[Recorded data]
****************

//! What-if evaluation of scenarios against a base tree.

use rayon::prelude::*;

use crate::config::AnalysisConfig;
use crate::cost::{financials_for_cost, total_cost};
use crate::cpm::{compute_cpm_verbose, critical_path, total_duration};
use crate::crashing::max_crash_potential;
use crate::models::Activity;
use crate::{log_steps, log_summary};

use super::clone::clone_activity;
use super::types::{ActivityOverride, Scenario, ScenarioComparison, ScenarioResult};

/// A scenario's modified tree together with its summary.
#[derive(Clone, Debug)]
pub struct ScenarioRun {
    /// The base tree with the scenario applied and CPM computed.
    pub tree: Activity,
    pub result: ScenarioResult,
}

/// Apply a scenario to a copy of `root`. The source is never modified.
///
/// Overrides naming an activity that is not in the tree are ignored.
pub fn apply_scenario(root: &Activity, scenario: &Scenario) -> Activity {
    apply_scenario_verbose(root, scenario, 0)
}

fn apply_scenario_verbose(root: &Activity, scenario: &Scenario, verbosity: u8) -> Activity {
    let mut copy = clone_activity(root);
    for (activity_id, ovr) in sorted_overrides(scenario) {
        match copy.find_mut(activity_id) {
            Some(activity) => {
                apply_override(activity, ovr);
                log_steps!(
                    verbosity,
                    "scenario '{}': overrode {}",
                    scenario.name,
                    activity_id
                );
            }
            None => log_steps!(
                verbosity,
                "scenario '{}': no activity {}, override ignored",
                scenario.name,
                activity_id
            ),
        }
    }
    copy
}

/// Overrides ordered by activity ID, so application and its log lines are
/// reproducible.
fn sorted_overrides(scenario: &Scenario) -> Vec<(&String, &ActivityOverride)> {
    let mut overrides: Vec<_> = scenario.overrides.iter().collect();
    overrides.sort_by(|a, b| a.0.cmp(b.0));
    overrides
}

fn apply_override(activity: &mut Activity, ovr: &ActivityOverride) {
    if let Some(duration) = ovr.duration {
        activity.duration = duration;
    }
    if let Some(min_duration) = ovr.min_duration {
        activity.min_duration = min_duration;
    }
    if let Some(step) = ovr.crash_cost_step {
        activity.crash_cost_step = step;
    }
    if ovr.human_cost_factor != 1.0 {
        for human in &mut activity.human_resources {
            human.cost_per_h *= ovr.human_cost_factor;
        }
    }
    if ovr.material_cost_factor != 1.0 {
        for material in &mut activity.material_resources {
            material.unit_cost *= ovr.material_cost_factor;
        }
    }
    if ovr.asset_cost_factor != 1.0 {
        for asset in &mut activity.assets {
            asset.cost_per_use *= ovr.asset_cost_factor;
        }
    }
}

/// Evaluates scenarios against one base tree. Every scenario starts from the
/// base, never from another scenario's result.
pub struct WhatIfEngine<'a> {
    base: &'a Activity,
    config: AnalysisConfig,
}

impl<'a> WhatIfEngine<'a> {
    pub fn new(base: &'a Activity, config: AnalysisConfig) -> Self {
        Self { base, config }
    }

    pub fn run_scenario(&self, scenario: &Scenario) -> ScenarioRun {
        let verbosity = self.config.verbosity;
        let mut tree = apply_scenario_verbose(self.base, scenario, verbosity);
        compute_cpm_verbose(&mut tree, verbosity);

        let cost = total_cost(&tree);
        let financials = financials_for_cost(cost, scenario.sell_price);
        let potential = max_crash_potential(&tree);

        let result = ScenarioResult {
            scenario_name: scenario.name.clone(),
            total_duration: total_duration(&tree),
            total_cost: cost,
            sell_price: scenario.sell_price,
            margin: financials.margin,
            markup: financials.markup,
            is_viable: financials.is_viable,
            critical_path_len: critical_path(&tree).len(),
            max_crash_time: potential.time,
            max_crash_cost: potential.cost,
        };
        log_summary!(
            verbosity,
            "scenario '{}': {} min, cost {}, margin {}",
            result.scenario_name,
            result.total_duration,
            result.total_cost,
            result.margin
        );

        ScenarioRun { tree, result }
    }

    /// Run each scenario independently, results in input order.
    pub fn run_scenarios(&self, scenarios: &[Scenario]) -> Vec<ScenarioRun> {
        scenarios.iter().map(|s| self.run_scenario(s)).collect()
    }

    /// `run_scenarios` on the rayon thread pool. Results keep input order.
    pub fn run_scenarios_concurrently(&self, scenarios: &[Scenario]) -> Vec<ScenarioRun> {
        scenarios.par_iter().map(|s| self.run_scenario(s)).collect()
    }
}

/// Pick the cheapest, fastest and highest-margin scenarios. `None` when
/// `results` is empty.
pub fn compare(results: &[ScenarioResult]) -> Option<ScenarioComparison> {
    let cheapest = results
        .iter()
        .min_by(|a, b| a.total_cost.total_cmp(&b.total_cost))?;
    let fastest = results.iter().min_by_key(|r| r.total_duration)?;
    let best_margin = results
        .iter()
        .min_by(|a, b| b.margin.total_cmp(&a.margin))?;

    Some(ScenarioComparison {
        cheapest: cheapest.scenario_name.clone(),
        fastest: fastest.scenario_name.clone(),
        best_margin: best_margin.scenario_name.clone(),
    })
}

#[cfg(test)]
mod tests {
    use super::*;
    use crate::cpm::compute_cpm;
    use crate::models::{Asset, HumanResource, MaterialResource};

    /// Root (10 min) waits on a 60-minute dig and a 30-minute order.
    fn base_tree() -> Activity {
        let mut root = Activity::new("1", "project", 10)
            .with_human(HumanResource::new("pm", 60.0, 1.0).unwrap())
            .with_sub_activity(
                Activity::new("2", "dig", 60)
                    .with_crash(40, 3.0)
                    .with_human(HumanResource::new("digger", 30.0, 2.0).unwrap())
                    .with_asset(Asset::new("excavator", 200.0, 1.0).unwrap()),
            )
            .with_sub_activity(
                Activity::new("3", "order", 30)
                    .with_crash(20, 1.0)
                    .with_material(MaterialResource::new("gravel", 5.0, 10.0).unwrap()),
            );
        compute_cpm(&mut root);
        root
    }

    fn engine(base: &Activity) -> WhatIfEngine<'_> {
        WhatIfEngine::new(base, AnalysisConfig::default())
    }

    #[test]
    fn test_baseline_scenario() {
        let base = base_tree();
        let run = engine(&base).run_scenario(&Scenario::new("baseline", 500.0));

        // pm 10 + diggers 60 + excavator 200 + gravel 50
        assert!((run.result.total_cost - 320.0).abs() < 1e-9);
        assert_eq!(run.result.total_duration, 70);
        assert!((run.result.margin - 180.0).abs() < 1e-9);
        assert!(run.result.is_viable);
        assert_eq!(run.result.critical_path_len, 2);
        assert_eq!(run.result.max_crash_time, 30);
        assert!((run.result.max_crash_cost - 70.0).abs() < 1e-9);
    }

    #[test]
    fn test_duration_override_changes_critical_path() {
        let base = base_tree();
        let scenario =
            Scenario::new("slow order", 500.0).with_override("3", ActivityOverride::duration(90));
        let run = engine(&base).run_scenario(&scenario);

        assert_eq!(run.result.total_duration, 100);
        assert_eq!(run.tree.find("3").unwrap().slack, 0);
        assert_eq!(run.tree.find("2").unwrap().slack, 30);
        // Base untouched.
        assert_eq!(base.find("3").unwrap().duration, 30);
        assert_eq!(base.ef, 70);
    }

    #[test]
    fn test_cost_factors() {
        let base = base_tree();
        let scenario = Scenario::new("pricier", 500.0)
            .with_override("2", ActivityOverride::cost_factors(2.0, 1.0, 0.5))
            .with_override("3", ActivityOverride::cost_factors(1.0, 3.0, 1.0));
        let run = engine(&base).run_scenario(&scenario);

        // pm 10 + diggers 120 + excavator 100 + gravel 150
        assert!((run.result.total_cost - 380.0).abs() < 1e-9);
        assert!((total_cost(&base) - 320.0).abs() < 1e-9);
    }

    #[test]
    fn test_unknown_activity_override_is_ignored() {
        let base = base_tree();
        let scenario =
            Scenario::new("ghost", 0.0).with_override("99", ActivityOverride::duration(1));
        let run = engine(&base).run_scenario(&scenario);
        assert_eq!(run.result.total_duration, 70);
    }

    #[test]
    fn test_crash_field_overrides() {
        let base = base_tree();
        let ovr = ActivityOverride {
            min_duration: Some(10),
            crash_cost_step: Some(4.0),
            ..ActivityOverride::default()
        };
        let scenario = Scenario::new("deep crash", 0.0).with_override("2", ovr);
        let run = engine(&base).run_scenario(&scenario);
        let dig = run.tree.find("2").unwrap();
        assert_eq!(dig.min_duration, 10);
        assert_eq!(run.result.max_crash_time, 60);
        assert!((run.result.max_crash_cost - 210.0).abs() < 1e-9);
    }

    #[test]
    fn test_scenarios_are_independent_and_ordered() {
        let base = base_tree();
        let scenarios = vec![
            Scenario::new("a", 100.0).with_override("2", ActivityOverride::duration(100)),
            Scenario::new("b", 100.0),
            Scenario::new("c", 100.0).with_override("1", ActivityOverride::duration(0)),
        ];
        let runs = engine(&base).run_scenarios(&scenarios);

        let names: Vec<&str> = runs.iter().map(|r| r.result.scenario_name.as_str()).collect();
        assert_eq!(names, vec!["a", "b", "c"]);
        // "b" must not see "a"'s change.
        assert_eq!(runs[1].result.total_duration, 70);
        assert_eq!(runs[2].result.total_duration, 60);
    }

    #[test]
    fn test_concurrent_runs_match_sequential() {
        let base = base_tree();
        let scenarios: Vec<Scenario> = (0..8)
            .map(|i| {
                Scenario::new(format!("s{}", i), 400.0)
                    .with_override("2", ActivityOverride::duration(40 + i * 10))
            })
            .collect();
        let engine = engine(&base);

        let sequential: Vec<ScenarioResult> = engine
            .run_scenarios(&scenarios)
            .into_iter()
            .map(|r| r.result)
            .collect();
        let concurrent: Vec<ScenarioResult> = engine
            .run_scenarios_concurrently(&scenarios)
            .into_iter()
            .map(|r| r.result)
            .collect();
        assert_eq!(sequential, concurrent);
    }

    #[test]
    fn test_overrides_applied_in_id_order() {
        let scenario = Scenario::new("many", 0.0)
            .with_override("3", ActivityOverride::duration(1))
            .with_override("10", ActivityOverride::duration(1))
            .with_override("1", ActivityOverride::duration(1))
            .with_override("2", ActivityOverride::duration(1));
        let ids: Vec<&str> = sorted_overrides(&scenario)
            .into_iter()
            .map(|(id, _)| id.as_str())
            .collect();
        assert_eq!(ids, vec!["1", "10", "2", "3"]);
    }

    #[test]
    fn test_concurrent_runs_on_large_batch() {
        let base = base_tree();
        let scenarios: Vec<Scenario> = (0..1000)
            .map(|i| {
                Scenario::new(format!("s{}", i), 400.0)
                    .with_override("3", ActivityOverride::duration(i))
            })
            .collect();
        let runs = engine(&base).run_scenarios_concurrently(&scenarios);

        assert_eq!(runs.len(), 1000);
        for (i, run) in runs.iter().enumerate() {
            assert_eq!(run.result.scenario_name, format!("s{}", i));
            assert_eq!(run.result.total_duration, 10 + (i as i64).max(60));
        }
    }

    #[test]
    fn test_compare() {
        let results = vec![
            ScenarioResult {
                scenario_name: "a".to_string(),
                total_duration: 50,
                total_cost: 300.0,
                margin: 10.0,
                ..ScenarioResult::default()
            },
            ScenarioResult {
                scenario_name: "b".to_string(),
                total_duration: 40,
                total_cost: 300.0,
                margin: 20.0,
                ..ScenarioResult::default()
            },
            ScenarioResult {
                scenario_name: "c".to_string(),
                total_duration: 40,
                total_cost: 350.0,
                margin: 20.0,
                ..ScenarioResult::default()
            },
        ];
        let comparison = compare(&results).unwrap();
        assert_eq!(comparison.cheapest, "a");
        assert_eq!(comparison.fastest, "b");
        assert_eq!(comparison.best_margin, "b");
        assert!(compare(&[]).is_none());
    }
}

****************

◆ Assignment
Only lines that hold the string "rayon" belong in the answer, so copy every one of them from the records.

◆ Exercise solution
use rayon::prelude::*;
    /// `run_scenarios` on the rayon thread pool. Results keep input order.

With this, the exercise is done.